━━ Supplied records

//! Built-in rule sets.

use cohort_types::FieldRef;

use crate::condition::Condition;
use crate::rule::{ConditionalRule, FieldUpdate, ReplacementRule};

/// Default conditional rules, in registration order.
pub fn default_conditional_rules() -> Vec<ConditionalRule> {
    vec![
        ConditionalRule::new(
            "set_default_postcode",
            Condition::is_blank(FieldRef::demographic("post_code")),
            vec![FieldUpdate::new(FieldRef::demographic("post_code"), "UNKNOWN")],
        ),
        ConditionalRule::new(
            "set_ceased_status_for_ineligible",
            Condition::equals(FieldRef::management("eligibility_flag"), 0i64),
            vec![
                FieldUpdate::new(FieldRef::management("participant_screening_status"), "CEASED"),
                FieldUpdate::new(FieldRef::management("screening_ceased_reason"), "INELIGIBLE"),
            ],
        ),
        ConditionalRule::new(
            "set_exception_for_blocked",
            Condition::equals(FieldRef::management("blocked_flag"), 1i64),
            vec![FieldUpdate::new(FieldRef::management("exception_flag"), 1i64)],
        ),
    ]
}

/// Default replacement rules, in registration order.
pub fn default_replacement_rules() -> Vec<ReplacementRule> {
    vec![
        ReplacementRule::new(
            "remove_special_chars_from_names",
            &[("'", ""), ("-", " "), (".", "")],
            vec![
                FieldRef::demographic("given_name"),
                FieldRef::demographic("family_name"),
                FieldRef::demographic("other_given_name"),
            ],
        ),
        ReplacementRule::new(
            "normalize_postcodes",
            &[(" ", "")],
            vec![FieldRef::demographic("post_code")],
        ),
        ReplacementRule::new(
            "clean_phone_numbers",
            &[(" ", ""), ("-", ""), ("(", ""), (")", "")],
            vec![
                FieldRef::demographic("telephone_number_home"),
                FieldRef::demographic("telephone_number_mob"),
            ],
        ),
    ]
}
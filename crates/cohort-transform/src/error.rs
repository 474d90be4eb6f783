use cohort_store::StoreError;
use cohort_types::{ParticipantKey, TypeError};

/// Errors produced by the transformation engine.
#[derive(Debug, thiserror::Error)]
pub enum TransformError {
    /// Neither projection exists for the key.
    #[error("participant not found: {0}")]
    NotFound(ParticipantKey),

    #[error("invalid input: {0}")]
    InvalidInput(String),

    /// A rule definition addresses unknown fields or carries ill-typed
    /// values. Raised when the rule is registered, not when it runs.
    #[error("invalid rule '{rule}': {reason}")]
    InvalidRule { rule: String, reason: String },

    #[error("field error: {0}")]
    Field(#[from] TypeError),

    #[error("store error: {0}")]
    Store(#[from] StoreError),
}

impl TransformError {
    pub fn invalid_rule(rule: impl Into<String>, reason: impl Into<String>) -> Self {
        Self::InvalidRule {
            rule: rule.into(),
            reason: reason.into(),
        }
    }
}

/// Result alias for transformation operations.
pub type TransformResult<T> = Result<T, TransformError>;
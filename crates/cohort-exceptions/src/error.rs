//! Error types for exception operations.

use cohort_types::ParticipantKey;
use thiserror::Error;

#[derive(Debug, Error)]
pub enum ExceptionError {
    /// No unresolved exception exists for the key.
    #[error("No unresolved exceptions found for NHS number {0}")]
    NotFound(ParticipantKey),

    #[error("invalid input: {0}")]
    InvalidInput(String),

    #[error("exception sink lock poisoned")]
    Poisoned,
}

pub type Result<T> = std::result::Result<T, ExceptionError>;
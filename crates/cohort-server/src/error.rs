use axum::http::StatusCode;
use axum::response::{IntoResponse, Response};
use axum::Json;
use cohort_orchestrator::PipelineError;
use serde_json::json;
use thiserror::Error;

#[derive(Debug, Error)]
pub enum ServerError {
    #[error(transparent)]
    Pipeline(#[from] PipelineError),

    /// The request itself is malformed.
    #[error("invalid request: {0}")]
    BadRequest(String),

    #[error("configuration error: {0}")]
    Config(String),

    #[error("I/O error: {0}")]
    Io(#[from] std::io::Error),
}

impl ServerError {
    pub fn status_code(&self) -> StatusCode {
        match self {
            Self::Pipeline(err) => match err {
                PipelineError::NotFound(_) => StatusCode::NOT_FOUND,
                PipelineError::InvalidInput(_) | PipelineError::UnsupportedType(_) => {
                    StatusCode::BAD_REQUEST
                }
                PipelineError::Conflict(_) => StatusCode::CONFLICT,
                _ => StatusCode::INTERNAL_SERVER_ERROR,
            },
            Self::BadRequest(_) => StatusCode::BAD_REQUEST,
            Self::Config(_) | Self::Io(_) => StatusCode::INTERNAL_SERVER_ERROR,
        }
    }
}

impl IntoResponse for ServerError {
    fn into_response(self) -> Response {
        let status = self.status_code();
        if status.is_server_error() {
            tracing::error!(error = %self, "request failed");
        }
        (status, Json(json!({ "error": self.to_string() }))).into_response()
    }
}

pub type ServerResult<T> = Result<T, ServerError>;

#[cfg(test)]
mod tests {
    use cohort_types::{FileId, Stage};

    use super::*;

    #[test]
    fn pipeline_errors_map_to_statuses() {
        let cases = [
            (PipelineError::NotFound("File 9 not found".into()), StatusCode::NOT_FOUND),
            (PipelineError::InvalidInput("empty".into()), StatusCode::BAD_REQUEST),
            (PipelineError::UnsupportedType("xlsx".into()), StatusCode::BAD_REQUEST),
            (PipelineError::Conflict("seen".into()), StatusCode::CONFLICT),
            (
                PipelineError::FatalStage {
                    stage: Stage::DemographicsLoading,
                    file_id: FileId::new(1),
                    reason: "boom".into(),
                },
                StatusCode::INTERNAL_SERVER_ERROR,
            ),
        ];
        for (err, status) in cases {
            assert_eq!(ServerError::from(err).status_code(), status);
        }
        assert_eq!(
            ServerError::BadRequest("bad id".into()).status_code(),
            StatusCode::BAD_REQUEST
        );
    }

    #[test]
    fn pipeline_message_is_passed_through() {
        let err = ServerError::from(PipelineError::NotFound("File 9 not found".into()));
        assert_eq!(err.to_string(), "File 9 not found");
    }
}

━━━━

*Aim of the task:*
I'd like every record written out exactly as given.

*Exercise answer:*
//! Built-in rule sets.

use cohort_types::FieldRef;

use crate::condition::Condition;
use crate::rule::{ConditionalRule, FieldUpdate, ReplacementRule};

/// Default conditional rules, in registration order.
pub fn default_conditional_rules() -> Vec<ConditionalRule> {
    vec![
        ConditionalRule::new(
            "set_default_postcode",
            Condition::is_blank(FieldRef::demographic("post_code")),
            vec![FieldUpdate::new(FieldRef::demographic("post_code"), "UNKNOWN")],
        ),
        ConditionalRule::new(
            "set_ceased_status_for_ineligible",
            Condition::equals(FieldRef::management("eligibility_flag"), 0i64),
            vec![
                FieldUpdate::new(FieldRef::management("participant_screening_status"), "CEASED"),
                FieldUpdate::new(FieldRef::management("screening_ceased_reason"), "INELIGIBLE"),
            ],
        ),
        ConditionalRule::new(
            "set_exception_for_blocked",
            Condition::equals(FieldRef::management("blocked_flag"), 1i64),
            vec![FieldUpdate::new(FieldRef::management("exception_flag"), 1i64)],
        ),
    ]
}

/// Default replacement rules, in registration order.
pub fn default_replacement_rules() -> Vec<ReplacementRule> {
    vec![
        ReplacementRule::new(
            "remove_special_chars_from_names",
            &[("'", ""), ("-", " "), (".", "")],
            vec![
                FieldRef::demographic("given_name"),
                FieldRef::demographic("family_name"),
                FieldRef::demographic("other_given_name"),
            ],
        ),
        ReplacementRule::new(
            "normalize_postcodes",
            &[(" ", "")],
            vec![FieldRef::demographic("post_code")],
        ),
        ReplacementRule::new(
            "clean_phone_numbers",
            &[(" ", ""), ("-", ""), ("(", ""), (")", "")],
            vec![
                FieldRef::demographic("telephone_number_home"),
                FieldRef::demographic("telephone_number_mob"),
            ],
        ),
    ]
}
filename crates/cohort-transform/src/error.rs
repository 474d90be4eb6f783
use cohort_store::StoreError;
use cohort_types::{ParticipantKey, TypeError};

/// Errors produced by the transformation engine.
#[derive(Debug, thiserror::Error)]
pub enum TransformError {
    /// Neither projection exists for the key.
    #[error("participant not found: {0}")]
    NotFound(ParticipantKey),

    #[error("invalid input: {0}")]
    InvalidInput(String),

    /// A rule definition addresses unknown fields or carries ill-typed
    /// values. Raised when the rule is registered, not when it runs.
    #[error("invalid rule '{rule}': {reason}")]
    InvalidRule { rule: String, reason: String },

    #[error("field error: {0}")]
    Field(#[from] TypeError),

    #[error("store error: {0}")]
    Store(#[from] StoreError),
}

impl TransformError {
    pub fn invalid_rule(rule: impl Into<String>, reason: impl Into<String>) -> Self {
        Self::InvalidRule {
            rule: rule.into(),
            reason: reason.into(),
        }
    }
}

/// Result alias for transformation operations.
pub type TransformResult<T> = Result<T, TransformError>;
filename crates/cohort-exceptions/src/error.rs
//! Error types for exception operations.

use cohort_types::ParticipantKey;
use thiserror::Error;

#[derive(Debug, Error)]
pub enum ExceptionError {
    /// No unresolved exception exists for the key.
    #[error("No unresolved exceptions found for NHS number {0}")]
    NotFound(ParticipantKey),

    #[error("invalid input: {0}")]
    InvalidInput(String),

    #[error("exception sink lock poisoned")]
    Poisoned,
}

pub type Result<T> = std::result::Result<T, ExceptionError>;
filename crates/cohort-server/src/error.rs
use axum::http::StatusCode;
use axum::response::{IntoResponse, Response};
use axum::Json;
use cohort_orchestrator::PipelineError;
use serde_json::json;
use thiserror::Error;

#[derive(Debug, Error)]
pub enum ServerError {
    #[error(transparent)]
    Pipeline(#[from] PipelineError),

    /// The request itself is malformed.
    #[error("invalid request: {0}")]
    BadRequest(String),

    #[error("configuration error: {0}")]
    Config(String),

    #[error("I/O error: {0}")]
    Io(#[from] std::io::Error),
}

impl ServerError {
    pub fn status_code(&self) -> StatusCode {
        match self {
            Self::Pipeline(err) => match err {
                PipelineError::NotFound(_) => StatusCode::NOT_FOUND,
                PipelineError::InvalidInput(_) | PipelineError::UnsupportedType(_) => {
                    StatusCode::BAD_REQUEST
                }
                PipelineError::Conflict(_) => StatusCode::CONFLICT,
                _ => StatusCode::INTERNAL_SERVER_ERROR,
            },
            Self::BadRequest(_) => StatusCode::BAD_REQUEST,
            Self::Config(_) | Self::Io(_) => StatusCode::INTERNAL_SERVER_ERROR,
        }
    }
}

impl IntoResponse for ServerError {
    fn into_response(self) -> Response {
        let status = self.status_code();
        if status.is_server_error() {
            tracing::error!(error = %self, "request failed");
        }
        (status, Json(json!({ "error": self.to_string() }))).into_response()
    }
}

pub type ServerResult<T> = Result<T, ServerError>;

#[cfg(test)]
mod tests {
    use cohort_types::{FileId, Stage};

    use super::*;

    #[test]
    fn pipeline_errors_map_to_statuses() {
        let cases = [
            (PipelineError::NotFound("File 9 not found".into()), StatusCode::NOT_FOUND),
            (PipelineError::InvalidInput("empty".into()), StatusCode::BAD_REQUEST),
            (PipelineError::UnsupportedType("xlsx".into()), StatusCode::BAD_REQUEST),
            (PipelineError::Conflict("seen".into()), StatusCode::CONFLICT),
            (
                PipelineError::FatalStage {
                    stage: Stage::DemographicsLoading,
                    file_id: FileId::new(1),
                    reason: "boom".into(),
                },
                StatusCode::INTERNAL_SERVER_ERROR,
            ),
        ];
        for (err, status) in cases {
            assert_eq!(ServerError::from(err).status_code(), status);
        }
        assert_eq!(
            ServerError::BadRequest("bad id".into()).status_code(),
            StatusCode::BAD_REQUEST
        );
    }

    #[test]
    fn pipeline_message_is_passed_through() {
        let err = ServerError::from(PipelineError::NotFound("File 9 not found".into()));
        assert_eq!(err.to_string(), "File 9 not found");
    }
}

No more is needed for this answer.